Car Seat Safety
To provide your baby with the safest discharge home, we ask that you read your user manual and properly install your car seat in your car before you come to the hospital.
Please do not bring your car seat into the hospital when you come to deliver your baby.
We will provide you with information about car seat safety during your stay. This information will help you with the safe and proper placement of your infant in your car seat.
As a reminder, New Jersey has regulations regarding infants and children safely riding in vehicles. For more information regarding the NJ car seat safety requirements, visit the State of New Jersey website or DMV.com website.
Recommendations for Car Seats
- Make sure that the car seat meets the recommended safety standards. Know the year in which your car seat was manufactured.
- Select an infant-only seat, or a convertible seat to be used rear-facing for infants.
- Infant-only seats are sold with 3 or 5-point harnesses. Both meet safety standards, but a 5-point harness is preferable.
- Always read your car seat manual and your motor vehicle car seat installation manual prior to use.
- Positioning inserts or items not sold with the original car seat (after-market products) should be avoided. These products are not tested with the car seat and may cause failure of the car seat.

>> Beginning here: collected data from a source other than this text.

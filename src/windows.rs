// Copyright 2025 N. Dornseif
//
// Dual-licensed under Apache 2.0 and MIT terms.

//! Synchronised fixed-size ring buffers over multiple window sizes.

use std::collections::{BTreeMap, VecDeque};

/// One fixed-capacity ring buffer of bits for a single window size.
struct WindowBuffer {
    capacity: usize,
    bits: VecDeque<u8>,
}

impl WindowBuffer {
    fn new(capacity: usize) -> Self {
        WindowBuffer {
            capacity,
            bits: VecDeque::with_capacity(capacity),
        }
    }

    fn push(&mut self, bit: u8) {
        if self.bits.len() == self.capacity {
            self.bits.pop_front();
        }
        self.bits.push_back(bit);
    }

    fn is_full(&self) -> bool {
        self.bits.len() == self.capacity
    }

    fn clear(&mut self) {
        self.bits.clear();
    }
}

/// Maintains one [`WindowBuffer`] per configured window size, all fed the
/// same trailing suffix of the bit stream.
pub struct RollingWindows {
    buffers: BTreeMap<usize, WindowBuffer>,
}

impl RollingWindows {
    /// `sizes` must be non-empty; non-positive sizes have no meaning and
    /// are the caller's responsibility to filter out before construction.
    pub fn new(sizes: impl IntoIterator<Item = usize>) -> Self {
        let buffers = sizes
            .into_iter()
            .filter(|&s| s > 0)
            .map(|s| (s, WindowBuffer::new(s)))
            .collect();
        RollingWindows { buffers }
    }

    /// Appends every bit to every configured buffer.
    pub fn add_bits(&mut self, bits: &[u8]) {
        for &bit in bits {
            for buffer in self.buffers.values_mut() {
                buffer.push(bit);
            }
        }
    }

    /// Current contents of each buffer, in stream order, keyed by window
    /// size. Length may be less than the window size during warm-up.
    pub fn as_arrays(&self) -> BTreeMap<usize, Vec<u8>> {
        self.buffers
            .iter()
            .map(|(&size, buffer)| (size, buffer.bits.iter().copied().collect()))
            .collect()
    }

    /// True iff the buffer for `min_size` (or the smallest configured
    /// window, if `None`) is full.
    pub fn has_enough_data(&self, min_size: Option<usize>) -> bool {
        let key = match min_size {
            Some(size) => size,
            None => match self.buffers.keys().next() {
                Some(&smallest) => smallest,
                None => return false,
            },
        };
        self.buffers.get(&key).is_some_and(WindowBuffer::is_full)
    }

    pub fn clear(&mut self) {
        for buffer in self.buffers.values_mut() {
            buffer.clear();
        }
    }

    pub fn window_sizes(&self) -> impl Iterator<Item = usize> + '_ {
        self.buffers.keys().copied()
    }
}

#[cfg(test)]
mod tests {
    use super::*;

    #[test]
    fn buffer_keeps_most_recent_tail() {
        let mut windows = RollingWindows::new([4]);
        for bit in [1, 0, 1, 1, 0, 0, 1] {
            windows.add_bits(&[bit]);
        }
        assert_eq!(windows.as_arrays()[&4], vec![1, 0, 0, 1]);
    }

    #[test]
    fn buffers_share_the_same_trailing_suffix() {
        let mut windows = RollingWindows::new([2, 5]);
        for bit in [1, 1, 0, 0, 1, 0] {
            windows.add_bits(&[bit]);
        }
        let arrays = windows.as_arrays();
        assert_eq!(arrays[&2], vec![1, 0]);
        assert_eq!(arrays[&5], vec![1, 0, 0, 1, 0]);
    }

    #[test]
    fn has_enough_data_checks_smallest_by_default() {
        let mut windows = RollingWindows::new([3, 10]);
        windows.add_bits(&[1, 0, 1]);
        assert!(windows.has_enough_data(None));
        assert!(!windows.has_enough_data(Some(10)));
    }

    #[test]
    fn clear_empties_every_buffer() {
        let mut windows = RollingWindows::new([2]);
        windows.add_bits(&[1, 1]);
        windows.clear();
        assert_eq!(windows.as_arrays()[&2], Vec::<u8>::new());
        assert!(!windows.has_enough_data(None));
    }
}
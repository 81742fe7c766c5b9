// Copyright 2025 N. Dornseif
//
// Dual-licensed under Apache 2.0 and MIT terms.

//! Entry point: load configuration, start the pipeline, and drain
//! snapshots into the view-model until shutdown.

mod battery;
mod bitsource;
mod cli;
mod combine;
mod config;
mod detector;
mod error;
mod metrics;
mod model;
mod pipeline;
mod utils;
mod viewmodel;
mod windows;

use std::process::ExitCode;
use std::sync::atomic::{AtomicBool, Ordering};
use std::sync::Arc;
use std::time::Duration;

use clap::Parser;
use tracing_subscriber::EnvFilter;

use cli::Cli;
use config::Config;
use error::SentinelError;
use metrics::MetricsStore;
use pipeline::Pipeline;
use viewmodel::ViewModel;

fn main() -> ExitCode {
    let started_at = std::time::Instant::now();
    let cli = Cli::parse();
    init_logging(&cli.log_level);

    let config = match Config::load(&cli.config).map_err(SentinelError::from) {
        Ok(config) => config,
        Err(err) => {
            tracing::error!(error = %err, path = %cli.config.display(), "failed to load configuration");
            return ExitCode::FAILURE;
        }
    };

    tracing::info!(
        windows = ?config.windows.sizes,
        fake = cli.fake.is_some(),
        "starting entropy surveillance pipeline"
    );

    let metrics = MetricsStore::new(
        config.windows.history_length,
        config.storage.snapshot_dir.clone(),
        config.storage.snapshot_bits,
        config.storage.log_csv.clone(),
    );
    let mut view_model = ViewModel::new(metrics);

    let mut pipeline = Pipeline::spawn(config, cli.config.clone(), cli.fake, cli.inject_bias);

    let shutdown = Arc::new(AtomicBool::new(false));
    let handler_shutdown = Arc::clone(&shutdown);
    if let Err(err) = ctrlc::set_handler(move || {
        handler_shutdown.store(true, Ordering::SeqCst);
    }) {
        tracing::warn!(error = %err, "failed to install Ctrl-C handler");
    }

    while !shutdown.load(Ordering::SeqCst) {
        for (snapshot, bits) in pipeline.try_recv_snapshots() {
            let update = view_model.apply(&snapshot, &bits);
            tracing::debug!(gdi = update.gdi, state = update.state, "tick");
        }
        std::thread::sleep(Duration::from_millis(100));
    }

    tracing::info!("shutdown requested, stopping pipeline");
    pipeline.stop();
    tracing::info!(uptime = %utils::format_elapsed_time(started_at.elapsed()), "shut down cleanly");
    ExitCode::SUCCESS
}

fn init_logging(level: &str) {
    let filter = EnvFilter::try_new(level).unwrap_or_else(|_| EnvFilter::new("info"));
    tracing_subscriber::fmt().with_env_filter(filter).init();
}
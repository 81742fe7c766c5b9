// Copyright 2025 N. Dornseif
//
// Dual-licensed under Apache 2.0 and MIT terms.

//! Three-state detector: CALM, EVENT, RECOVER.

use std::collections::HashMap;

use crate::model::DetectorState;

#[derive(Debug, Clone, Copy)]
pub struct DetectorConfig {
    pub gdi_threshold: f64,
    pub sustained_threshold: f64,
    pub sustained_ticks: u32,
    pub min_significant_tests: usize,
    pub fdr_q_threshold: f64,
}

impl Default for DetectorConfig {
    fn default() -> Self {
        DetectorConfig {
            gdi_threshold: 3.0,
            sustained_threshold: 2.5,
            sustained_ticks: 5,
            min_significant_tests: 2,
            fdr_q_threshold: 0.01,
        }
    }
}

pub struct Detector {
    pub config: DetectorConfig,
    state: DetectorState,
    sustain_counter: u32,
}

impl Detector {
    pub fn new(config: DetectorConfig) -> Self {
        Detector {
            config,
            state: DetectorState::Calm,
            sustain_counter: 0,
        }
    }

    pub fn state(&self) -> DetectorState {
        self.state
    }

    /// Evaluates one tick's GDI and q-value map, updating and returning
    /// the detector's state plus a short reason tag.
    pub fn evaluate(&mut self, gdi: f64, q_values: &HashMap<String, f64>) -> (DetectorState, &'static str) {
        let significant = q_values
            .values()
            .filter(|&&q| q <= self.config.fdr_q_threshold)
            .count();

        if gdi >= self.config.gdi_threshold {
            self.state = DetectorState::Event;
            self.sustain_counter = 0;
            return (self.state, "gdi_threshold");
        }

        if significant >= self.config.min_significant_tests {
            self.state = DetectorState::Event;
            self.sustain_counter = 0;
            return (self.state, "fdr_cluster");
        }

        if gdi >= self.config.sustained_threshold {
            self.sustain_counter += 1;
            if self.sustain_counter >= self.config.sustained_ticks {
                self.state = DetectorState::Event;
                self.sustain_counter = 0;
                return (self.state, "sustained_gdi");
            }
            self.state = DetectorState::Recover;
            return (self.state, "watch");
        }

        self.sustain_counter = 0;
        let reason = match self.state {
            DetectorState::Event => {
                self.state = DetectorState::Recover;
                "cooldown"
            }
            DetectorState::Recover => {
                self.state = DetectorState::Calm;
                "stabilized"
            }
            DetectorState::Calm => "calm",
        };
        (self.state, reason)
    }
}

#[cfg(test)]
mod tests {
    use super::*;

    fn q(pairs: &[(&str, f64)]) -> HashMap<String, f64> {
        pairs.iter().map(|(k, v)| (k.to_string(), *v)).collect()
    }

    #[test]
    fn calm_stream_stays_calm() {
        let mut detector = Detector::new(DetectorConfig::default());
        let (state, reason) = detector.evaluate(0.0, &q(&[]));
        assert_eq!(state, DetectorState::Calm);
        assert_eq!(reason, "calm");
    }

    #[test]
    fn s3_single_high_gdi_then_cooldown_then_stabilized() {
        let mut detector = Detector::new(DetectorConfig::default());
        let (state, reason) = detector.evaluate(3.5, &q(&[]));
        assert_eq!(state, DetectorState::Event);
        assert_eq!(reason, "gdi_threshold");

        let (state, reason) = detector.evaluate(1.0, &q(&[]));
        assert_eq!(state, DetectorState::Recover);
        assert_eq!(reason, "cooldown");

        let (state, reason) = detector.evaluate(0.1, &q(&[]));
        assert_eq!(state, DetectorState::Calm);
        assert_eq!(reason, "stabilized");
    }

    #[test]
    fn s4_sustained_watch_then_event() {
        let mut config = DetectorConfig::default();
        config.sustained_threshold = 2.0;
        config.sustained_ticks = 2;
        let mut detector = Detector::new(config);

        let (state, reason) = detector.evaluate(2.5, &q(&[]));
        assert_eq!(state, DetectorState::Recover);
        assert_eq!(reason, "watch");

        let (state, reason) = detector.evaluate(2.5, &q(&[]));
        assert_eq!(state, DetectorState::Event);
        assert_eq!(reason, "sustained_gdi");
    }

    #[test]
    fn s5_fdr_cluster_fires_event() {
        let mut config = DetectorConfig::default();
        config.min_significant_tests = 2;
        config.fdr_q_threshold = 0.01;
        let mut detector = Detector::new(config);

        let (state, reason) = detector.evaluate(
            0.1,
            &q(&[("a@n", 0.001), ("b@n", 0.005), ("c@n", 0.5)]),
        );
        assert_eq!(state, DetectorState::Event);
        assert_eq!(reason, "fdr_cluster");
    }

    #[test]
    fn quiet_tick_after_watch_collapses_sustain_immediately() {
        let mut config = DetectorConfig::default();
        config.sustained_threshold = 2.0;
        config.sustained_ticks = 5;
        let mut detector = Detector::new(config);

        detector.evaluate(2.5, &q(&[]));
        detector.evaluate(2.5, &q(&[]));
        let (state, reason) = detector.evaluate(0.0, &q(&[]));
        assert_eq!(state, DetectorState::Calm);
        assert_eq!(reason, "stabilized");

        let (state, reason) = detector.evaluate(2.5, &q(&[]));
        assert_eq!(state, DetectorState::Recover);
        assert_eq!(reason, "watch");
    }

    #[test]
    fn event_with_non_cooldown_reason_resets_sustain_counter() {
        let mut config = DetectorConfig::default();
        config.sustained_threshold = 2.0;
        config.sustained_ticks = 1;
        let mut detector = Detector::new(config);

        let (state, reason) = detector.evaluate(2.5, &q(&[]));
        assert_eq!(state, DetectorState::Event);
        assert_eq!(reason, "sustained_gdi");

        let (state, reason) = detector.evaluate(2.5, &q(&[]));
        assert_eq!(state, DetectorState::Event);
        assert_eq!(reason, "sustained_gdi");
    }
}
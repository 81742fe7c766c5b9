// Copyright 2025 N. Dornseif
//
// Dual-licensed under Apache 2.0 and MIT terms.

//! A device-backed entropy source. Used for both the primary hardware
//! device and the kernel-entropy fallback — they differ only in path.

use std::fs::File;
use std::io::Read;
use std::path::{Path, PathBuf};

use super::BitSource;
use crate::error::SourceError;

pub struct DeviceSource {
    path: PathBuf,
    read_bytes: usize,
    handle: Option<File>,
}

impl DeviceSource {
    pub fn new(path: impl AsRef<Path>, read_bytes: usize) -> Self {
        DeviceSource {
            path: path.as_ref().to_path_buf(),
            read_bytes,
            handle: None,
        }
    }

    fn handle(&mut self) -> Result<&mut File, SourceError> {
        if self.handle.is_none() {
            let file = File::open(&self.path).map_err(|source| SourceError::Open {
                path: self.path.clone(),
                source,
            })?;
            self.handle = Some(file);
        }
        Ok(self.handle.as_mut().expect("just inserted"))
    }
}

impl BitSource for DeviceSource {
    fn read_chunk(&mut self) -> Result<Vec<u8>, SourceError> {
        let read_bytes = self.read_bytes;
        let path = self.path.clone();
        let handle = self.handle()?;
        let mut buf = vec![0u8; read_bytes];
        let n = handle.read(&mut buf).map_err(|source| SourceError::Read {
            path: path.clone(),
            source,
        })?;
        if n == 0 {
            return Err(SourceError::Empty { path });
        }
        buf.truncate(n);
        tracing::trace!(path = %path.display(), size = %crate::utils::format_byte_count(n), "read entropy chunk");
        Ok(buf)
    }

    fn close(&mut self) {
        self.handle = None;
    }
}

#[cfg(test)]
mod tests {
    use super::*;
    use std::io::Write;

    #[test]
    fn reads_requested_number_of_bytes_from_a_real_file() {
        let mut file = tempfile::NamedTempFile::new().unwrap();
        file.write_all(&[1, 2, 3, 4, 5, 6, 7, 8]).unwrap();
        let mut source = DeviceSource::new(file.path(), 4);
        let chunk = source.read_chunk().unwrap();
        assert_eq!(chunk, vec![1, 2, 3, 4]);
        source.close();
    }

    #[test]
    fn missing_device_fails_to_open() {
        let mut source = DeviceSource::new("/nonexistent/path/to/device", 4);
        assert!(source.read_chunk().is_err());
    }

    #[test]
    fn close_is_idempotent() {
        let mut source = DeviceSource::new("/dev/null", 4);
        source.close();
        source.close();
    }
}
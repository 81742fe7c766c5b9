// Copyright 2025 N. Dornseif
//
// Dual-licensed under Apache 2.0 and MIT terms.

//! Headless view-model: the plain data contract a UI would bind to. No
//! actual GUI toolkit is involved, this is the translation layer between
//! pipeline snapshots and display-ready rows.

use std::path::Path;

use crate::error::ExportError;
use crate::metrics::MetricsStore;
use crate::model::{AnalysisSnapshot, MetricRecord};
use crate::pipeline::{Pipeline, SettingsUpdate};

/// One test's display row.
#[derive(Debug, Clone, PartialEq)]
pub struct TestRow {
    pub window: usize,
    pub name: &'static str,
    pub z: f64,
    pub p: f64,
    pub q: f64,
    pub direction: &'static str,
}

/// One history point.
#[derive(Debug, Clone, Copy, PartialEq)]
pub struct HistoryPoint {
    pub t: i64,
    pub gdi: f64,
    pub state: &'static str,
}

/// One event log entry.
#[derive(Debug, Clone, Copy, PartialEq)]
pub struct EventPoint {
    pub t: i64,
    pub gdi: f64,
    pub state: &'static str,
    pub reason: &'static str,
}

/// Two-bin count of 0s and 1s in the trailing bit sample.
#[derive(Debug, Clone, Copy, Default, PartialEq)]
pub struct ValueDistribution {
    pub zeros: usize,
    pub ones: usize,
}

/// Four-bin count of consecutive-bit-pair patterns `00/01/10/11`.
#[derive(Debug, Clone, Copy, Default, PartialEq)]
pub struct PairDistribution {
    pub b00: usize,
    pub b01: usize,
    pub b10: usize,
    pub b11: usize,
}

/// Everything a single `apply` call refreshes, handed back so a caller can
/// diff or log it without re-reading every field individually.
#[derive(Debug, Clone)]
pub struct ViewUpdate {
    pub gdi: f64,
    pub state: &'static str,
    pub rows: Vec<TestRow>,
    pub history: Vec<HistoryPoint>,
    pub events: Vec<EventPoint>,
    pub value_distribution: ValueDistribution,
    pub pair_distribution: PairDistribution,
}

/// Binds pipeline output to display-ready state. Holds the metrics store
/// (which owns persistence) and the most recent rendering of each field.
pub struct ViewModel {
    metrics: MetricsStore,
}

impl ViewModel {
    pub fn new(metrics: MetricsStore) -> Self {
        ViewModel { metrics }
    }

    /// Records the snapshot in the metrics store and renders the payload a
    /// UI binding would consume for this tick.
    pub fn apply(&mut self, snapshot: &AnalysisSnapshot, bits: &[u8]) -> ViewUpdate {
        self.metrics.add(snapshot, bits);

        let rows = snapshot
            .combined
            .window_summaries
            .iter()
            .flat_map(|summary| {
                summary.tests.iter().map(move |test| TestRow {
                    window: summary.window,
                    name: test.name,
                    z: test.z_score,
                    p: test.p_value,
                    q: summary.q_values.get(&test.key()).copied().unwrap_or(1.0),
                    direction: test.direction.as_str(),
                })
            })
            .collect();

        let history = self.metrics.history().iter().map(record_to_history_point).collect();
        let events = self.metrics.events().iter().map(record_to_event_point).collect();

        ViewUpdate {
            gdi: snapshot.combined.gdi,
            state: snapshot.detector_state.as_str(),
            rows,
            history,
            events,
            value_distribution: value_distribution(bits),
            pair_distribution: pair_distribution(bits),
        }
    }

    /// Forwards a settings payload verbatim into the pipeline's live
    /// reconfiguration queue.
    pub fn forward_settings(&self, pipeline: &Pipeline, update: SettingsUpdate) {
        pipeline.enqueue_settings(update);
    }

    pub fn export_to_usb(&self, mount: &Path, count: usize) -> Result<std::path::PathBuf, ExportError> {
        self.metrics.export_to_usb(mount, count)
    }
}

fn record_to_history_point(record: &MetricRecord) -> HistoryPoint {
    HistoryPoint {
        t: record.timestamp_ms,
        gdi: record.gdi,
        state: record.state.as_str(),
    }
}

fn record_to_event_point(record: &MetricRecord) -> EventPoint {
    EventPoint {
        t: record.timestamp_ms,
        gdi: record.gdi,
        state: record.state.as_str(),
        reason: record.reason,
    }
}

fn value_distribution(bits: &[u8]) -> ValueDistribution {
    let mut dist = ValueDistribution::default();
    for &bit in bits {
        if bit == 0 {
            dist.zeros += 1;
        } else {
            dist.ones += 1;
        }
    }
    dist
}

fn pair_distribution(bits: &[u8]) -> PairDistribution {
    let mut dist = PairDistribution::default();
    for pair in bits.windows(2) {
        match (pair[0], pair[1]) {
            (0, 0) => dist.b00 += 1,
            (0, _) => dist.b01 += 1,
            (_, 0) => dist.b10 += 1,
            _ => dist.b11 += 1,
        }
    }
    dist
}

#[cfg(test)]
mod tests {
    use super::*;
    use crate::model::{CombinedStats, DetectorState, TestResult, WindowSummary};
    use std::collections::HashMap;

    fn snapshot() -> AnalysisSnapshot {
        let mut q_values = HashMap::new();
        q_values.insert("monobit@32".to_string(), 0.03);
        let summary = WindowSummary {
            window: 32,
            tests: vec![TestResult::new("monobit", 32, 0.02, 2.1)],
            q_values: {
                let mut m = HashMap::new();
                m.insert("monobit@32".to_string(), 0.03);
                m
            },
        };
        AnalysisSnapshot {
            timestamp_ms: 10,
            combined: CombinedStats {
                gdi: 2.1,
                q_values,
                window_summaries: vec![summary],
            },
            detector_state: DetectorState::Calm,
            detector_reason: "calm",
        }
    }

    fn view_model() -> ViewModel {
        let dir = tempfile::tempdir().unwrap();
        ViewModel::new(MetricsStore::new(10, dir.path().to_path_buf(), 0, None))
    }

    #[test]
    fn apply_renders_one_row_per_test_result() {
        let mut vm = view_model();
        let update = vm.apply(&snapshot(), &[0, 1, 1, 0]);
        assert_eq!(update.rows.len(), 1);
        assert_eq!(update.rows[0].name, "monobit");
        assert_eq!(update.rows[0].q, 0.03);
        assert_eq!(update.state, "calm");
    }

    #[test]
    fn apply_accumulates_history_across_ticks() {
        let mut vm = view_model();
        vm.apply(&snapshot(), &[0, 1]);
        let update = vm.apply(&snapshot(), &[0, 1]);
        assert_eq!(update.history.len(), 2);
    }

    #[test]
    fn value_distribution_counts_zero_and_one_bits() {
        let dist = value_distribution(&[0, 0, 1, 1, 1]);
        assert_eq!(dist, ValueDistribution { zeros: 2, ones: 3 });
    }

    #[test]
    fn pair_distribution_counts_all_four_patterns() {
        let dist = pair_distribution(&[0, 0, 1, 1, 0]);
        assert_eq!(dist.b00, 1);
        assert_eq!(dist.b01, 1);
        assert_eq!(dist.b11, 1);
        assert_eq!(dist.b10, 1);
    }

    #[test]
    fn pair_distribution_is_empty_on_a_single_bit() {
        let dist = pair_distribution(&[1]);
        assert_eq!(dist, PairDistribution::default());
    }
}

- The baby may only wear a light sweater/light jacket while in the car set. Blankets may be placed over the baby but NOT under the car seat straps. Heavy jackets should be removed before putting the infant in the car seat to ensure that the straps hug, but not squeeze, the baby.
- The harness straps should hug, but not squeeze, your baby. Always refer to the car seat manual to ensure proper fit.
- Used car seats should not be used if the car seat is more than 6 years old. All car seats must be checked for recalls. Check recalls at carseat.org or www.safekids.org or by phone: 1-800-745-SAFE.
- If your baby was born earlier than 37 weeks, the baby will undergo a car seat “challenge” test prior to discharge. The challenge is intended to test the baby’s ability to sustain an upright position. This “challenge” is not a guarantee of the baby’s safe travel.